Personal information
- Nationality: Rhodesia South Africa
- Born: Margaret Webb 1928 Great Britain
- Died: 20 September 2003 (aged 74–75) Maine, USA

Medal record
Paralympic Games
Representing Rhodesia
Archery
| Gold medal – first place | 1960 Rome | Women's Windsor Round Open |
| Gold medal – first place | 1960 Rome | Women's FITA Round Open |
| Gold medal – first place | 1964 Tokyo | Women's Albion Round Open |
| Gold medal – first place | 1964 Tokyo | Women's FITA Round Open |
Dartchery
| Gold medal – first place | 1964 Tokyo | Mixed Pairs Open |
Swimming
| Silver medal – second place | 1960 Rome | Women's 50 m Crawl Incomplete class 4 |
| Bronze medal – third place | 1960 Rome | Women's 50 m Backstroke Incomplete class 4 |
| Bronze medal – third place | 1960 Rome | Women's 50 m Breaststroke Incomplete class 4 |
Representing South Africa
Archery
| Gold medal – first place | 1968 Tel Aviv | Women's Albion Round Open |
| Gold medal – first place | 1968 Tel Aviv | Women's FITA Round Open |
| Gold medal – first place | 1972 Heidelberg | Women's FITA Round Open |
Dartchery
| Bronze medal – third place | 1976 Toronto | Women's Pairs Open |
Lawn Bowls
| Gold medal – first place | 1972 Heidelberg | Women's singles |
| Silver medal – second place | 1972 Heidelberg | Women's pairs |
| Gold medal – first place | 1976 Toronto | Women's singles Wh |
| Gold medal – first place | 1976 Toronto | Women's pairs Wh |
| Bronze medal – third place | 1996 Atlanta | Women's singles LB2 |

= Margaret Harriman =

South African Paralympic athlete (1928-2003)
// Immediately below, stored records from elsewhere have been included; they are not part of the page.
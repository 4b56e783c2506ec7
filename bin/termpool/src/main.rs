//! termpool - run shell commands through a pooled terminal session
//!
//! Each command runs on a session acquired for the working directory and
//! its normalized output is printed line by line, or as JSON events.

use anyhow::Context;
use clap::Parser;
use std::path::PathBuf;
use tracing::{debug, info};

use termpool::{init_logging, pty_pool, Config, ConfigLoader, ProcessEvent};

#[derive(Parser)]
#[command(name = "termpool")]
#[command(about = "Run commands in pooled terminal sessions with clean output")]
#[command(version)]
struct Cli {
    /// Configuration file (defaults to the standard search paths)
    #[arg(short, long)]
    config: Option<PathBuf>,

    /// Working directory for the commands
    #[arg(short = 'd', long)]
    cwd: Option<PathBuf>,

    /// Print every event as a JSON line
    #[arg(long)]
    json: bool,

    /// Enable debug logging
    #[arg(short, long)]
    verbose: bool,

    /// Commands to run, in order, on the same pool
    #[arg(required = true)]
    commands: Vec<String>,
}

fn load_config(cli: &Cli) -> anyhow::Result<Config> {
    let mut config = match &cli.config {
        Some(path) => ConfigLoader::load_file(path)
            .with_context(|| format!("loading {}", path.display()))?,
        None => ConfigLoader::load()?,
    };
    if cli.verbose {
        config.logging.level = "debug".to_string();
    }
    Ok(config)
}

#[tokio::main]
async fn main() -> anyhow::Result<()> {
    let cli = Cli::parse();
    let config = load_config(&cli)?;
    init_logging(&config.logging);

    info!("Starting termpool v{}", termpool::VERSION);

    let cwd = match &cli.cwd {
        Some(dir) => dir.clone(),
        None => std::env::current_dir().context("reading current directory")?,
    };

    let pool = pty_pool(&config);
    let mut failed = false;

    for command in &cli.commands {
        let session = pool.acquire_session(&cwd).await;
        debug!("Running '{}' on session {}", command, session.id);

        let mut handle = pool.run_command(session.id, command).await?;
        while let Some(event) = handle.next_event().await {
            if cli.json {
                println!("{}", serde_json::to_string(&event)?);
                continue;
            }
            match event {
                ProcessEvent::Line(line) => println!("{}", line),
                ProcessEvent::Error(reason) => eprintln!("termpool: {}", reason),
                ProcessEvent::NoShellIntegration => {
                    eprintln!("termpool: session {} has no shell integration", session.id)
                }
                ProcessEvent::Completed | ProcessEvent::Continue => {}
            }
        }

        if let Err(e) = handle.wait().await {
            failed = true;
            if !cli.json {
                eprintln!("termpool: '{}' failed: {}", command, e);
            }
        }
    }

    pool.dispose_all().await;

    if failed {
        std::process::exit(1);
    }
    Ok(())
}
Margaret Harriman (1928 - 20 September 2003) was a Paralympic athlete from South Africa. She was born in Great Britain.

She was the only lady to compete in the netball tournament of the second Stoke Mandeville Games in 1949 under her maiden name of Margaret Webb. From 1960 to 1976 she competed in the Summer Paralympics in many sports, including archery, athletics, dartchery, lawn bowls and swimming. She represented Rhodesia in her first two Paralympics and then South Africa since 1968, winning eleven gold medals.

Between 1960 and 1968 she won an impressive eight gold medals in archery.

In 1976 she became ineligible to compete after South Africa was banned from the games because of its policy on apartheid.

She made a long-awaited return to the competition at the 1996 Summer Paralympics in Lawn Bowls after the fall of apartheid which led to the lifting of the ban on South African competitors. In this edition she won her 17th and last medal, a bronze.

She died from a sudden illness while on holiday in Maine on September 20, 2003.